É um paradoxo social, e tecido de violência simbólica e material, propor a modalidade da EaD como medida para diminuir a distância entre educação e povo quando mesmo a educação presencial é marcada pela política da meia-educação ou, segundo Adorno, semiformação.
O que diminui a distância da educação não é a EaD, mas a materialização da educação – e quando digo educação, digo educação presencial – como direito universal, e não privilégio de classe. Educação pública, universal, laica, gratuita, de qualidade e socialmente referenciada na classe que vive do trabalho.
07. Não nos é permitido retroceder às conquistas do iluminismo. Quem desdenha do iluminismo, faça sua aposta na ignorância, e verá o preço. É das mãos e sabedoria de Immanuel Kant o mais belo e educativo texto sobre o valor da educação. Escrito em 1783, é considerado o texto programático do iluminismo. Educação como esclarecimento. Educação para a autonomia. Educação fundada no uso público da razão. Kant considerava um crime de lesa-natureza negar ao povo o sagrado direito ao esclarecimento.

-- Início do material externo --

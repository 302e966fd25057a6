//! Wall-clock time and calendar month value types.
//!
//! [`ClockTime`] is the parsed form of the `HH:MM` strings stored on work
//! sessions, and [`YearMonth`] identifies the month a monthly aggregate covers.

use std::fmt;
use std::str::FromStr;

use chrono::{Datelike, Days, NaiveDate};
use serde::{Deserialize, Serialize};

use crate::error::{LedgerError, LedgerResult};

/// A 24-hour wall-clock time with minute precision.
///
/// Serialized as an `HH:MM` string.
///
/// # Example
///
/// ```
/// use wage_ledger::models::ClockTime;
///
/// let start: ClockTime = "09:30".parse().unwrap();
/// assert_eq!(start.hour(), 9);
/// assert_eq!(start.minute(), 30);
/// assert_eq!(start.minutes_since_midnight(), 570);
/// assert_eq!(start.to_string(), "09:30");
/// ```
#[derive(Debug, Clone, Copy, PartialEq, Eq, PartialOrd, Ord, Hash, Serialize, Deserialize)]
#[serde(try_from = "String", into = "String")]
pub struct ClockTime {
    hour: u8,
    minute: u8,
}

impl ClockTime {
    /// Creates a clock time, rejecting hours above 23 and minutes above 59.
    pub fn new(hour: u8, minute: u8) -> LedgerResult<Self> {
        if hour > 23 || minute > 59 {
            return Err(LedgerError::InvalidTime {
                value: format!("{:02}:{:02}", hour, minute),
                message: "hour must be 0-23 and minute 0-59".to_string(),
            });
        }
        Ok(Self { hour, minute })
    }

    /// The hour component (0-23).
    pub fn hour(self) -> u8 {
        self.hour
    }

    /// The minute component (0-59).
    pub fn minute(self) -> u8 {
        self.minute
    }

    /// Minutes elapsed since 00:00.
    pub fn minutes_since_midnight(self) -> i64 {
        i64::from(self.hour) * 60 + i64::from(self.minute)
    }
}

impl FromStr for ClockTime {
    type Err = LedgerError;

    fn from_str(s: &str) -> Result<Self, Self::Err> {
        let invalid = |message: &str| LedgerError::InvalidTime {
            value: s.to_string(),
            message: message.to_string(),
        };

        let (hour, minute) = s.split_once(':').ok_or_else(|| invalid("expected HH:MM"))?;
        let is_field = |part: &str| {
            !part.is_empty() && part.len() <= 2 && part.bytes().all(|b| b.is_ascii_digit())
        };
        if !is_field(hour) || !is_field(minute) {
            return Err(invalid("expected HH:MM"));
        }

        let hour: u8 = hour.parse().map_err(|_| invalid("hour is not a number"))?;
        let minute: u8 = minute.parse().map_err(|_| invalid("minute is not a number"))?;

        ClockTime::new(hour, minute).map_err(|_| invalid("hour must be 0-23 and minute 0-59"))
    }
}

impl TryFrom<String> for ClockTime {
    type Error = LedgerError;

    fn try_from(value: String) -> Result<Self, Self::Error> {
        value.parse()
    }
}

impl From<ClockTime> for String {
    fn from(value: ClockTime) -> Self {
        value.to_string()
    }
}

impl fmt::Display for ClockTime {
    fn fmt(&self, f: &mut fmt::Formatter<'_>) -> fmt::Result {
        write!(f, "{:02}:{:02}", self.hour, self.minute)
    }
}

#[derive(Serialize, Deserialize)]
struct RawYearMonth {
    year: i32,
    month: u32,
}

/// A calendar month, stored as its first day.
///
/// Ordering is lexicographic on `(year, month)`. Serialized as
/// `{"year": ..., "month": ...}`.
///
/// # Example
///
/// ```
/// use wage_ledger::models::YearMonth;
/// use chrono::NaiveDate;
///
/// let period = YearMonth::new(2024, 2).unwrap();
/// assert_eq!(period.first_day(), NaiveDate::from_ymd_opt(2024, 2, 1).unwrap());
/// assert!(YearMonth::new(2024, 13).is_err());
/// ```
#[derive(Debug, Clone, Copy, PartialEq, Eq, PartialOrd, Ord, Hash, Serialize, Deserialize)]
#[serde(try_from = "RawYearMonth", into = "RawYearMonth")]
pub struct YearMonth(NaiveDate);

impl YearMonth {
    /// Creates a year/month pair, rejecting months outside 1..=12.
    pub fn new(year: i32, month: u32) -> LedgerResult<Self> {
        NaiveDate::from_ymd_opt(year, month, 1)
            .map(YearMonth)
            .ok_or(LedgerError::InvalidMonth { year, month })
    }

    /// The month containing `date`.
    pub fn from_date(date: NaiveDate) -> Self {
        YearMonth(date - Days::new(u64::from(date.day0())))
    }

    /// The calendar year.
    pub fn year(self) -> i32 {
        self.0.year()
    }

    /// The month number (1-12).
    pub fn month(self) -> u32 {
        self.0.month()
    }

    /// The first calendar day of the month.
    pub fn first_day(self) -> NaiveDate {
        self.0
    }

    /// Whether `date` falls inside this month.
    pub fn contains(self, date: NaiveDate) -> bool {
        YearMonth::from_date(date) == self
    }
}

impl TryFrom<RawYearMonth> for YearMonth {
    type Error = LedgerError;

    fn try_from(raw: RawYearMonth) -> Result<Self, Self::Error> {
        YearMonth::new(raw.year, raw.month)
    }
}

impl From<YearMonth> for RawYearMonth {
    fn from(value: YearMonth) -> Self {
        RawYearMonth {
            year: value.year(),
            month: value.month(),
        }
    }
}

impl fmt::Display for YearMonth {
    fn fmt(&self, f: &mut fmt::Formatter<'_>) -> fmt::Result {
        write!(f, "{}-{:02}", self.year(), self.month())
    }
}
//! HTTP API for the wage ledger.
//!
//! This module provides the REST API endpoints for reading ledger views and
//! managing sessions, aggregates, rates and settings.

mod handlers;
mod request;
mod response;
mod state;

pub use handlers::create_router;
pub use request::{AggregateRequest, RateRequest, SessionRequest, SettingsRequest};
pub use response::{ApiError, ApiErrorResponse};
pub use state::{AppState, Clock};
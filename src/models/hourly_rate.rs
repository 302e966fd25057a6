//! Hourly rate history entries.

use chrono::NaiveDate;
use rust_decimal::Decimal;
use serde::{Deserialize, Serialize};
use uuid::Uuid;

use crate::error::{LedgerError, LedgerResult};

/// Largest hourly rate the ledger accepts: ten integer digits.
pub const MAX_HOURLY_RATE: Decimal = Decimal::from_parts(1_410_065_407, 2, 0, false, 0);

/// Checks that `rate` lies in `0..=MAX_HOURLY_RATE`.
///
/// ```
/// use wage_ledger::models::validate_rate;
/// use rust_decimal::Decimal;
///
/// assert!(validate_rate("rate", Decimal::from(1200)).is_ok());
/// assert!(validate_rate("rate", Decimal::from(-1)).is_err());
/// assert!(validate_rate("rate", Decimal::MAX).is_err());
/// ```
pub fn validate_rate(field: &str, rate: Decimal) -> LedgerResult<Decimal> {
    if rate.is_sign_negative() && !rate.is_zero() {
        return Err(LedgerError::invalid_field(field, "must not be negative"));
    }
    if rate > MAX_HOURLY_RATE {
        return Err(LedgerError::invalid_field(
            field,
            format!("must not exceed {}", MAX_HOURLY_RATE),
        ));
    }
    Ok(rate)
}

/// One entry in the wage-rate history.
///
/// There is no end date: an entry applies from `effective_from` until the
/// next entry's `effective_from`. `sequence` is assigned by the store on
/// insert and breaks ties between entries sharing an effective date.
#[derive(Debug, Clone, PartialEq, Eq, Serialize, Deserialize)]
pub struct HourlyRate {
    /// Unique identifier assigned by the store.
    pub id: Uuid,
    /// Currency units per hour.
    pub rate: Decimal,
    /// First calendar day the rate applies.
    pub effective_from: NaiveDate,
    /// Optional free-text note.
    #[serde(default)]
    pub note: Option<String>,
    /// Insertion order within the store.
    #[serde(default)]
    pub sequence: u64,
}
//! Hash tree root computation for the generic path.

use crate::{
    descriptor::{DescriptorKind, TypeDescriptor},
    error::{DynSszError, DynSszResult, FieldPath},
    marshal::{check_list_bound, value_mismatch, write_uint},
    merkle::{BYTES_PER_CHUNK, Chunk, chunk_count, merkleize, mix_in_length, pack},
    value::SszValue,
};

/// Computes the SSZ hash tree root of `value` laid out per `desc`.
pub(crate) fn hash_value(
    desc: &TypeDescriptor,
    value: &SszValue,
    path: &mut FieldPath,
) -> DynSszResult<Chunk> {
    match (desc.kind(), value) {
        (DescriptorKind::Bool | DescriptorKind::Uint(_), value) => {
            let mut bytes = Vec::with_capacity(BYTES_PER_CHUNK);
            write_leaf(desc, value, &mut bytes, path)?;

            let mut chunk = [0u8; BYTES_PER_CHUNK];
            chunk[..bytes.len()].copy_from_slice(&bytes);
            Ok(chunk)
        }

        (DescriptorKind::Vector { elem, len }, SszValue::Sequence(items)) => {
            if items.len() != *len {
                return Err(DynSszError::LengthMismatch {
                    ty: desc.name().to_owned(),
                    path: path.clone(),
                    expected: len.to_string(),
                    actual: items.len(),
                });
            }
            merkleize_sequence(desc, elem, items, Some(*len), path)
        }

        (DescriptorKind::List { elem, max }, SszValue::Sequence(items)) => {
            check_list_bound(desc, *max, items.len(), path)?;
            let root = merkleize_sequence(desc, elem, items, *max, path)?;
            Ok(mix_in_length(&root, items.len()))
        }

        (DescriptorKind::Container { fields }, SszValue::Container(values))
            if fields.len() == values.len() =>
        {
            let mut roots = Vec::with_capacity(fields.len());
            for (field, value) in fields.iter().zip(values) {
                path.push_field(field.name);
                roots.push(hash_value(&field.descriptor, value, path)?);
                path.pop();
            }
            merkleize(&roots, None).ok_or_else(|| value_mismatch(desc, value, path))
        }

        (_, value) => Err(value_mismatch(desc, value, path)),
    }
}

/// Merkleizes the elements of a vector or list, `limit` being the element
/// count the tree is sized for.
fn merkleize_sequence(
    desc: &TypeDescriptor,
    elem: &TypeDescriptor,
    items: &[SszValue],
    limit: Option<usize>,
    path: &mut FieldPath,
) -> DynSszResult<Chunk> {
    let (chunks, chunk_limit) = if elem.is_basic() {
        let esize = elem.fixed_part_len();
        let mut bytes = Vec::with_capacity(items.len() * esize);
        for (i, item) in items.iter().enumerate() {
            path.push_index(i);
            write_leaf(elem, item, &mut bytes, path)?;
            path.pop();
        }
        (pack(&bytes), limit.map(|n| chunk_count(n, esize)))
    } else {
        let mut roots = Vec::with_capacity(items.len());
        for (i, item) in items.iter().enumerate() {
            path.push_index(i);
            roots.push(hash_value(elem, item, path)?);
            path.pop();
        }
        (roots, limit)
    };

    merkleize(&chunks, chunk_limit).ok_or_else(|| DynSszError::LengthMismatch {
        ty: desc.name().to_owned(),
        path: path.clone(),
        expected: format!("at most {} chunks", chunk_limit.unwrap_or(chunks.len())),
        actual: chunks.len(),
    })
}

fn write_leaf(
    desc: &TypeDescriptor,
    value: &SszValue,
    buf: &mut Vec<u8>,
    path: &FieldPath,
) -> DynSszResult<()> {
    match (desc.kind(), value) {
        (DescriptorKind::Bool, SszValue::Bool(b)) => {
            buf.push(u8::from(*b));
            Ok(())
        }
        (DescriptorKind::Uint(width), value) => {
            write_uint(*width, value, buf).ok_or_else(|| value_mismatch(desc, value, path))
        }
        (_, value) => Err(value_mismatch(desc, value, path)),
    }
}
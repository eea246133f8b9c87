//! Proptest strategies for the fixture types.

use proptest::{collection::vec, prelude::*};
use ssz_types::VariableList;

use crate::fixtures::*;

pub fn arb_checkpoint_header() -> impl Strategy<Value = CheckpointHeader> {
    (
        any::<u32>(),
        any::<u32>(),
        any::<u64>(),
        any::<[u8; 32]>(),
        any::<[u8; 32]>(),
    )
        .prop_map(
            |(epoch, l1_view_update_height, terminal_slot, terminal_blkid, final_state_root)| {
                CheckpointHeader {
                    epoch,
                    l1_view_update_height,
                    terminal_slot,
                    terminal_blkid,
                    final_state_root,
                }
            },
        )
}

pub fn arb_envelope() -> impl Strategy<Value = Envelope> {
    (
        any::<u64>(),
        arb_checkpoint_header(),
        vec(any::<u8>(), 0..256),
        any::<bool>(),
        vec(any::<[u8; 32]>(), 0..=8),
    )
        .prop_map(|(seq, header, payload, acked, parents)| Envelope {
            seq,
            header,
            payload: VariableList::from(payload),
            acked,
            parents: VariableList::from(parents),
        })
}

pub fn arb_balance_registry() -> impl Strategy<Value = BalanceRegistry> {
    (any::<u64>(), vec(any::<u64>(), 0..64)).prop_map(|(epoch, balances)| BalanceRegistry {
        epoch,
        balances: VariableList::from(balances),
    })
}

pub fn arb_mixed_struct() -> impl Strategy<Value = MixedStruct> {
    (
        any::<bool>(),
        vec(any::<u8>(), 0..64),
        vec(any::<u16>(), 5),
        any::<u32>(),
    )
        .prop_map(|(flag, data, words, tail)| MixedStruct {
            flag,
            data,
            words,
            tail,
        })
}

pub fn arb_dyn_struct() -> impl Strategy<Value = DynStruct> {
    (any::<bool>(), vec(any::<u8>(), 0..16)).prop_map(|(flag, data)| DynStruct { flag, data })
}

pub fn arb_dyn_struct_vector() -> impl Strategy<Value = DynStructVector> {
    (any::<u8>(), vec(arb_dyn_struct(), 3), any::<u8>()).prop_map(|(head, items, tail)| {
        DynStructVector { head, items, tail }
    })
}

pub fn arb_nested_lists() -> impl Strategy<Value = NestedLists> {
    (any::<u8>(), vec(vec(any::<u8>(), 2), 0..8), any::<u8>())
        .prop_map(|(head, pairs, tail)| NestedLists { head, pairs, tail })
}

/// Historical roots sized for `roots_len` roots and `sync_bytes` sync bytes.
pub fn arb_historical_roots(
    roots_len: usize,
    sync_bytes: usize,
) -> impl Strategy<Value = HistoricalRoots> {
    (
        any::<u64>(),
        vec(any::<[u8; 32]>(), roots_len),
        vec(any::<u8>(), sync_bytes),
    )
        .prop_map(|(slot, roots, sync_bits)| HistoricalRoots {
            slot,
            roots,
            sync_bits,
        })
}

O velho Marx, nosso incontornável Mouro de Trier, conferiu ao projeto kantiano, ainda limitado por uma concepção formal e abstrata da razão, o fundamento da práxis.
À dialética abstrata de Kant e à dialética idealista de Hegel, Marx, ao definir o ser humano como ser social, ser da práxis, que se constrói pelo trabalho, pensa a dialética como materialismo histórico e a história como materialismo dialético.
Nós professores, como intelectuais coletivos das classes subalternas, somos desfiados a ir além de posições reativas e defensivas, e afirmar os princípios históricos da educação presencial e, mesmo na discussão de atividades remotas ou da dita educação a distância, nunca permitir que essa modalidade de ensino – porque educação é outra coisa – venha a extrapolar os limites de sua natureza complementar.
* José Alcimar de Oliveira é professor do Departamento de Filosofia da Universidade Federal do Amazonas, teólogo sem cátedra e filho dos rios Solimões e Jaguaribe. Em Manaus, AM, junho do ano coronavirano de 2020.